Due to limitations in available paediatric stents for treatment of aortic coarctation, adult stents are often used off-label resulting in less than optimal outcomes. The increasingly widespread use of CT and/or MR imaging for pre-surgical assessment, and the emergence of additive manufacturing processes such as 3D printing, could enable bespoke devices to be produced efficiently and cost-effectively. However, 3D printed metallic stents need to be self-supporting leading to limitations in their design. In this study, we investigate the use of etching to overcome these design constraints and improve stent surface finish. Furthermore, using a combination of experimental bench testing and finite element (FE) methods we investigate how etching influences stent performance.
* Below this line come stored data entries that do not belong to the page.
//! # Vesper Core Library (`vesper-core`)
//!
//! `vesper-core` is the foundational library for the Vesper compositor
//! project. It provides the infrastructure the higher layers build on:
//!
//! - **Error Handling**: a unified error system through the [`CoreError`]
//!   enum and its associated specific error types [`ConfigError`] and
//!   [`LoggingError`].
//! - **Core Data Types**: geometry primitives ([`Rect`], [`RectInt`],
//!   [`Size`]) and color representation ([`Color`]) shared by the wire
//!   protocol and the host-side state tracking.
//! - **Configuration Management**: TOML-based configuration loading with
//!   default fallbacks and validation through [`ConfigLoader`] and
//!   [`CoreConfig`].
//! - **Logging**: a configurable logging framework built on the `tracing`
//!   crate, supporting console and file output.
//!
//! Key components are re-exported at the crate root for ease of use.
//!
//! ```rust,ignore
//! use vesper_core::config::ConfigLoader;
//! use vesper_core::logging::initialize_logging;
//!
//! fn main() -> Result<(), vesper_core::CoreError> {
//!     let config = ConfigLoader::load_or_default(None)?;
//!     initialize_logging(&config.logging)?;
//!     tracing::info!("vesper core initialized");
//!     Ok(())
//! }
//! ```

pub mod config;
pub mod error;
pub mod logging;
pub mod types;

pub use config::{ConfigLoader, CoreConfig, LoggingConfig, PresentationConfig};
pub use error::{ConfigError, CoreError, LoggingError};
pub use logging::{init_minimal_logging, initialize_logging};
pub use types::{Color, Rect, RectInt, Size};
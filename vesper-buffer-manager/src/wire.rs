//! Wire-level commands and events exchanged between the GPU-process client
//! and the compositor-process host.
//!
//! Transport framing and serialization are outside this crate; these enums
//! are the typed payloads an ordered channel carries in each direction.
//! Values arriving in a [`Command`] are untrusted and validated by the host
//! before acceptance; any invalid field terminates the whole channel.

use crate::ids::{BufferId, WidgetId};
use bitflags::bitflags;
use std::os::unix::io::RawFd;
use std::time::Duration;
use vesper_core::{Color, Rect, RectInt, Size};

/// Sentinel z-order carried by the root plane entry of an overlay frame.
/// All other entries in the same frame must use distinct z-orders above it.
pub const ROOT_Z_ORDER: i32 = i32::MIN;

/// A client hint about how a plane should be scheduled by the display.
#[derive(Debug, Clone, Copy, PartialEq, Eq)]
pub enum OverlayPriority {
    Regular,
    PreferOverlay,
    Required,
}

/// One plane of a multi-surface frame: the root plane (sentinel z-order) or
/// an overlay positioned above it.
#[derive(Debug, Clone, PartialEq)]
pub struct OverlayEntry {
    pub z_order: i32,
    pub buffer_id: BufferId,
    pub bounds: Rect,
    pub corner_clip: Option<Rect>,
    pub priority: Option<OverlayPriority>,
}

/// Requests sent by the client to the host.
///
/// File descriptors are opaque resource handles here; the host forwards
/// them to the display backend without interpreting them.
#[derive(Debug, Clone, PartialEq)]
pub enum Command {
    CreateDmabufBuffer {
        fd: RawFd,
        size: Size,
        strides: Vec<u32>,
        offsets: Vec<u32>,
        modifiers: Vec<u64>,
        format: u32,
        plane_count: u32,
        buffer_id: BufferId,
    },
    CreateShmBuffer {
        fd: RawFd,
        length: u64,
        size: Size,
        buffer_id: BufferId,
    },
    CreateSolidColorBuffer {
        color: Color,
        size: Size,
        buffer_id: BufferId,
    },
    DestroyBuffer {
        buffer_id: BufferId,
    },
    CommitBuffer {
        widget: WidgetId,
        buffer_id: BufferId,
        commit_id: u64,
        bounds: Rect,
        corner_clip: Option<Rect>,
        scale: f32,
        damage: RectInt,
    },
    CommitOverlays {
        widget: WidgetId,
        frame_seq: u64,
        overlays: Vec<OverlayEntry>,
    },
}

/// The outcome of handing one commit to the display.
#[derive(Debug, Clone, Copy, PartialEq, Eq)]
pub enum SubmissionResult {
    /// The display accepted the frame.
    Ack,
    /// The frame was rejected, evicted, or the buffer backing it failed.
    Failed,
}

/// A synchronization fence handed back with a submission ack; the client
/// must wait on it before writing into the released buffer again.
#[derive(Debug, Clone, Copy, PartialEq, Eq)]
pub struct ReleaseFence(pub RawFd);

bitflags! {
    /// Properties of a successful presentation, mirroring the flags display
    /// protocols report alongside presentation timestamps.
    #[derive(Debug, Clone, Copy, PartialEq, Eq)]
    pub struct PresentationFlags: u32 {
        const VSYNC         = 0x1;
        const HW_CLOCK      = 0x2;
        const HW_COMPLETION = 0x4;
        const ZERO_COPY     = 0x8;
    }
}

/// The display's report of whether and when a committed buffer reached the
/// screen.
#[derive(Debug, Clone, Copy, PartialEq, Eq)]
pub enum PresentationFeedback {
    Presented {
        /// Time of the vblank that turned the buffer visible.
        timestamp: Duration,
        /// The output's refresh interval at presentation time.
        refresh: Duration,
        flags: PresentationFlags,
    },
    Failed,
}

impl PresentationFeedback {
    pub fn is_presented(&self) -> bool {
        matches!(self, PresentationFeedback::Presented { .. })
    }
}

/// Callbacks sent by the host to the client.
///
/// For a given surface, `Submission` for commit *k* always precedes
/// `Presentation` for commit *k*, and both streams are delivered in
/// non-decreasing commit order.
#[derive(Debug, Clone, PartialEq)]
pub enum Event {
    Submission {
        buffer_id: BufferId,
        result: SubmissionResult,
        release_fence: Option<ReleaseFence>,
    },
    Presentation {
        buffer_id: BufferId,
        feedback: PresentationFeedback,
    },
}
Then using an inverse finite element approach the material properties of the printed and etched stents were calibrated and compared. We show that without etching the titanium stents, the inverse FE approach underestimates the stiffness of the as-built stent (E = 33.89 GPa) when compared to an average of 76.84 GPa for the etched stent designs. Finally, using patient-specific finite element models the different stents' performance were tested to assess patient outcomes and lumen gain and vessel stresses were found to be strongly influenced by the stent design and postprocessing. Within this study, etching is confirmed as a means to create open-cell stent designs whilst still conforming to additive manufacturing 'rules' and concomitantly improving stent surface finish. Additionally, the feasibility of using an in-vivo imaging-to-product development pipeline is demonstrated that enables patient-specific stents to be produced for varying anatomies to achieve optimum device performance.